La realtà delle cronache dimostra ciò che esprimo e l’astensionismo alle urne manifesta il sentimento diffuso di disaffezione alla politica. Se Curto non sa tutto questo, vuol dire che ha fatto come lo struzzo nascondendo la testa, ma ritengo che lui tutto ciò lo sappia. E allora se sa tutto ciò dovrebbe sapere anche che a Taranto da molti anni manca la politica del promuovere lo sviluppo di una città che aveva, fin dai tempi della Magna Grecia ben altra vocazione rispetto a quella di essere deturpata dalla grande industria; dovrebbe sapere che si è andati avanti in molti decenni con i paraocchi, bistrattando questo territorio bellissimo che naturalmente aveva la vocazione per il commercio col Mediterraneo, per il turismo mondiale e per tutto ciò che ruota attorno ai prodotti del mediterraneo. In tal caso auspicherei la presenza di una industria di sola trasformazione e commercializzazione di questi prodotti, non quella dell’acciaio che produce tubi, per gli arabi, per la Russia, o altri paesi, lasciando la mondezza in loco in tutti i sensi. Il cielo sopra Taranto

Infine Curto non sa una cosa importante o fa finta di non saperla, in tal caso non sarebbe edificante. Il sottoscritto da sempre dice, ma lo dicono anche coloro che hanno promosso il referendum, che comunque la grande industria potrà essere chiusa solo quando saranno state create le alternative di lavoro, vale a dire un progetto credibile di alternativa di lavoro per chi oggi il lavoro ce l’ha. Questo è il punto focale che sfugge a Curto, e quelli come lui, e lui non sa quanto abbiamo speso per riunire tutte le componenti politiche a discutere delle alternative. Ma ahimè, non c’è verso di portare i vari politici, di destra e di sinistra, attorno allo stesso tavolo. E questo Curto lo sa e se non lo sa lo deve sapere, perché attorno ad un polo industriale che produce un fatturato annuo di circa 10 miliardi di euro si producono poteri forti che in qualche modo generano interessi; e che questi interessi sono troppo pochi per il popolo, che mantiene il sistema.

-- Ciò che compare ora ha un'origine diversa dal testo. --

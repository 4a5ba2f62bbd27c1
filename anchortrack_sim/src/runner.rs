//! Scenario runner: drives the engine's tick loop against the sim service.

use crate::menu::RecordingSink;
use crate::oracle::WorldOracle;
use crate::service::SimAnchorService;
use anchortrack_core::{TrackingConfig, TrackingManager};
use anchortrack_env::{ObjectLocation, TokioContext};
use nalgebra::{Point3, Vector3};
use serde::Serialize;
use std::sync::Arc;
use std::time::Duration;
use tracing::{debug, info};
use uuid::Uuid;

/// Parameters of one simulation run.
#[derive(Debug, Clone)]
pub struct ScenarioConfig {
    pub seed: u64,
    /// Simulated wall time to run for.
    pub duration: Duration,
    pub tick_rate_hz: u32,
    pub tracking: TrackingConfig,
}

impl Default for ScenarioConfig {
    fn default() -> Self {
        Self {
            seed: 42,
            duration: Duration::from_secs(5),
            tick_rate_hz: 30,
            tracking: TrackingConfig::default(),
        }
    }
}

/// What happened during a run.
#[derive(Debug, Clone, Serialize)]
pub struct ScenarioReport {
    pub seed: u64,
    pub ticks: u64,
    /// Placements alive when the run ended.
    pub final_placements: usize,
    /// Instances the service still tracks.
    pub final_tracked: usize,
    pub menu_added: usize,
    pub menu_removed: usize,
}

/// Runs the standard maintenance-room scenario: two registered models, one
/// physical instance of each placed ahead of the wearer.
pub async fn run_scenario(config: ScenarioConfig) -> ScenarioReport {
    let door_model = Uuid::new_v4();
    let valve_model = Uuid::new_v4();

    let service = Arc::new(SimAnchorService::new());
    service.register_model(door_model, "door_a", Vector3::new(1.0, 2.0, 0.2));
    service.register_model(valve_model, "valve_b", Vector3::new(0.4, 0.4, 0.4));

    let mut oracle = WorldOracle::new(config.seed);
    oracle.spawn_object(door_model, Point3::new(0.3, 0.0, 1.8), 0.8);
    oracle.spawn_object(valve_model, Point3::new(-0.5, 0.2, 2.2), 0.7);
    service.load_world(oracle.objects().to_vec());

    let sink = Arc::new(RecordingSink::new());
    let ctx = TokioContext::shared();
    let mut manager = TrackingManager::new(
        service.clone(),
        sink.clone(),
        ctx,
        config.tracking.clone(),
    );
    manager.register_models();
    service.connect(manager.event_sender());
    manager.start_search();

    let dt = Duration::from_secs_f64(1.0 / config.tick_rate_hz as f64);
    let total_ticks = (config.duration.as_secs_f64() * config.tick_rate_hz as f64) as u64;

    // The wearer stands at the origin looking down +Z, straight at the
    // spawned objects.
    service.set_camera(ObjectLocation::identity());

    for tick in 0..total_ticks {
        service.advance_clock(dt);
        manager.tick(dt);

        // Background refinement: the service keeps improving coverage for
        // whatever it tracks.
        if tick % 15 == 14 {
            service.refine_tracked(0.02);
        }

        // Yield real time so spawned detection tasks and emitter threads
        // get to run; a fraction of the tick keeps runs fast.
        tokio::time::sleep(Duration::from_millis(2)).await;

        if tick % 30 == 0 {
            debug!(
                tick,
                placements = manager.placement_count(),
                tracked = service.tracked_count(),
                "scenario progress"
            );
        }
    }

    // Drain anything still in the air before reporting.
    tokio::time::sleep(Duration::from_millis(50)).await;
    manager.process_events();

    let report = ScenarioReport {
        seed: config.seed,
        ticks: total_ticks,
        final_placements: manager.placement_count(),
        final_tracked: service.tracked_count(),
        menu_added: sink.added_count(),
        menu_removed: sink.removed_count(),
    };

    manager.shutdown().await;
    info!(?report, "scenario finished");
    report
}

Il sottoscritto, “pazzo” come Curto lo definisce, ha già avuto questa attribuzione tempo fa da altri, da cui non ha più bisogno di schernirsi. Animato da questa pazzia sta cercando di tirar fuori un progetto alternativo e con altrettanta pazzia sta facendo quadrato per svilupparlo. Certo, in un momento di lucidità, mi rendo conto che verosimilmente il mio tempo di fare il politico cesserà presto, mi interneranno da qualche parte, ma potrò dire, dal manicomio, che nessuno, tantomeno Curto, ha provato a discutere o progettare una alternativa, ovviamente nessuno ci crederà.